We have taken the ‘top’ 5 actively reporting CTA, Long-Short Equity, and Fixed Income hedge funds determined by AlternativeSoft’s ranking algorithm for asset selection.
Attributes that were deemed desirable were:
Data Provided by Eurekahedge.
Table 1 shows annualised returns, volatility, and Sharpe statistics for the funds we have identified; the assets from our search fit the criteria of having high risk-adjusted returns.
This table also shows the calculated “% of Time in Drawdown” value for each fund which describes how much time the fund has historically been in a drawdown state.
Using the same methodology, the historical probability that the indices cumulative returns are in a drawdown state has been found for the S&P 500 and S&P Goldman Sachs Commodities Index (GSCI).
The results, presented in figure 1, show that 78% of the time the equity index is in a drawdown state and 95% of the time the commodities index is in a drawdown state since January 1970.
We have also calculated the average % of time in drawdown across each of the strategies outlined in Table 1 since inception.
Figure 2 indicates that for all three strategies the probability of an investor staying ahead, on average, is considerably higher than an investor who tracks the market.
Will adding a 20% allocation to alternatives improve a portfolio if U.S. mid-large cap equities if we select these alternative funds based on historical drawdowns?
We have constructed a small portfolio of 30 blue-chip U.S. mid-large cap equities with equal weightings; the historical cumulative returns can be seen in figure 3.
The bottom 20% of assets, determined by historical probability of drawdown, were removed and replaced with 6 of our hedge funds (Table 1) which include a blend of strategies. The funds selected were FI Fund 1, FI Fund 2, CTA Fund 1, CTA Fund 2, LSE Fund 3 and LSE Fund 2, these funds were all selected for their low % of time in a drawdown.
As seen in Figure 3, we have reduced the frequency and intensity of drawdowns which in turn increases our cumulative returns for Portfolio 2. Table 2 shows the comparative statistics for our portfolio before and after the introduction of these hedge funds. As expected, adding low drawdown hedge funds to the portfolio had a significant impact on the portfolio time underwater.
Table 2 above reinforces the point that we have increased return and decreased risk with a 20% allocation to Hedge Funds.

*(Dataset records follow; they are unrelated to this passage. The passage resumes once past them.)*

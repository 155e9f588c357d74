//! RoomKit Settings Crate
//!
//! Handles editor preferences, their validation, and persistence to the
//! platform configuration directory.

pub mod config;
pub mod error;
pub mod persistence;

pub use config::EditorPreferences;
pub use error::{SettingsError, SettingsResult};
pub use persistence::PreferencesStore;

Obviously, we rebalance this portfolio periodically (based on % time in a drawdown state) and we would end up with a larger allocation to FI Fund 1 as it drastically outperforms the other assets on a risk-adjusted basis.
One final caveat to bear in mind; although this article states that selecting hedge funds using the above metrics can be effective, due to the nature of hedge fund returns we only have a small amount of data points which means it is difficult to test this theory out-of-sample in an accurate manner. However it does serve to reinforce the view that allocation to the right Hedge Funds can offer diversification and downside protection in a portfolio.